Ison Zombie Marfa Stewart Tells All

Morgan LaScribe is reporting live from Marfa Stewart’s ramshackle shack in the heart of the Nevada desert. A rusty kettle hisses over a pile of coal as LaScribe hunches in a tiny chair at a child’s table, her microphone readied to record comments from the Ison zombie sister of the first lady of holiday whip cracking.

‘Bring out your inner child. Bring out your ‘trounced upon by society and people like my sister,’ inner artist to make a stunning winter scene. Simply glue dried pasta to a board and paint.’

LaScribe looks at the camera and begins: “Last month the appearance of the Ison comet in our solar system created a temporal shift. This hiccup in time brought countless numbers of the recently deceased back to life. Today, we’re speaking with Marfa Stewart. She’s going to tell us a little about herself and give us a few great holiday decorating tips.”

LaScribe turns her attention to Marfa.

“So I understand that in life—your before life—you suffered at the hands of your sister.”

Marfa nods and gestures wildly enough to send one of her fingers flying across the room. “She was always the perfect one,” she says. “We were conjoined, you know. We were separated at birth, but she knew about me. Her TV show, and her magazine Living grew in popularity so that she could not risk the stigma of our conjoined-ness to enter her star-studded world.”

Marfa walks across the room to retrieve her finger. She’s short, standing less than four-foot tall. She snaps the finger back into place, and shakes her hand.

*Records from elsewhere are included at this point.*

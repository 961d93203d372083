//! Logging configuration
//!
//! Describes where logs go and how verbose they are. The subscriber itself is
//! installed by the application; this module only owns the settings and the
//! log directory housekeeping.

use chrono::Local;
use serde::{Deserialize, Serialize};
use std::fs;
use std::io;
use std::path::PathBuf;
use tracing::level_filters::LevelFilter;

/// File name prefix of log files
pub const LOG_FILE_PREFIX: &str = "tapflow_";

/// Logging configuration
#[derive(Debug, Clone, PartialEq, Serialize, Deserialize)]
pub struct LogConfig {
    /// Level name (error, warn, info, debug, trace)
    pub level: String,
    /// Log to stderr
    #[serde(default = "default_true")]
    pub console_output: bool,
    /// Log to a file in `log_dir`
    #[serde(default)]
    pub file_output: bool,
    /// Directory for log files
    #[serde(default = "default_log_dir")]
    pub log_dir: PathBuf,
    /// Number of log files kept by [`LogConfig::cleanup_old_logs`]
    #[serde(default = "default_max_log_files")]
    pub max_log_files: usize,
}

fn default_true() -> bool {
    true
}

fn default_log_dir() -> PathBuf {
    dirs::data_local_dir()
        .map(|p| p.join("TapFlow").join("logs"))
        .unwrap_or_else(|| PathBuf::from("logs"))
}

fn default_max_log_files() -> usize {
    7
}

impl Default for LogConfig {
    fn default() -> Self {
        Self {
            level: "info".to_string(),
            console_output: true,
            file_output: false,
            log_dir: default_log_dir(),
            max_log_files: default_max_log_files(),
        }
    }
}

impl LogConfig {
    /// Parse `level`, falling back to INFO for unknown names
    pub fn parse_level(&self) -> LevelFilter {
        self.level.parse().unwrap_or(LevelFilter::INFO)
    }

    /// Create the log directory if file output is enabled
    pub fn ensure_log_directory(&self) -> io::Result<()> {
        if self.file_output {
            fs::create_dir_all(&self.log_dir)?;
        }
        Ok(())
    }

    /// Log file for today
    pub fn current_log_path(&self) -> PathBuf {
        let date = Local::now().format("%Y-%m-%d");
        self.log_dir
            .join(format!("{}{}.log", LOG_FILE_PREFIX, date))
    }

    /// Delete the oldest log files beyond `max_log_files`.
    ///
    /// Returns the number of removed files.
    pub fn cleanup_old_logs(&self) -> io::Result<usize> {
        if !self.log_dir.exists() {
            return Ok(0);
        }
        let mut logs: Vec<PathBuf> = fs::read_dir(&self.log_dir)?
            .filter_map(|entry| entry.ok().map(|e| e.path()))
            .filter(|path| {
                path.file_name()
                    .and_then(|n| n.to_str())
                    .map(|n| n.starts_with(LOG_FILE_PREFIX) && n.ends_with(".log"))
                    .unwrap_or(false)
            })
            .collect();
        if logs.len() <= self.max_log_files {
            return Ok(0);
        }

        // Date-stamped names sort chronologically
        logs.sort();
        let excess = logs.len() - self.max_log_files;
        for path in &logs[..excess] {
            fs::remove_file(path)?;
        }
        Ok(excess)
    }
}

“So tell me,” LaScribe wriggles around in the child’s chair, trying to get comfortable. “How do you feel?”

Marfa smiles, “Well it’s great to be back—you know, living. I’m eager to catch up on Twitter and experience a true renaissance. I did shrink a bit while I was, well—dead. And parts of me keep falling off.” She reaches up just as her right ear slides down her neck. Pushing it back in place she misses by an inch or two making it uneven with the other ear.

Marfa lifts the kettle and pours into a chalice which she hands to LaScribe.

LaScribe places the cup against her lips. She cringes as the thick, black substance steams down her throat. Coughing slightly, she continues, “so tell me about your latest project.”

“Well Morgan, I am starting my own magazine filled with uberfabu decorating ideas. My magazine has a green slant, you know, recycling, re-gifting and making art out of found objects. So unlike my evil twin diva sister who wants to destroy the planet and kill all of us with her unrealistic expectations, I want to bring earth love to my readers. Hey, I am the one who understands about being dead, you know. The name of my magazine is…” She leans close to LaScribe in a BFF-let-me-tell-you-a-secret-kind-of-way, Re-Living!

LaScribe leans back and scratches her forehead as the stench from the once-dead, (no amount of perfume is going to cover this up), crawls through her nose.

“Cool name.” LaScribes eyes are watering. “What teasers would you like to share with broad readers right now?”

Martha eagerly lurches to her workbench and catches her jaw as it falls into a pile of art supplies.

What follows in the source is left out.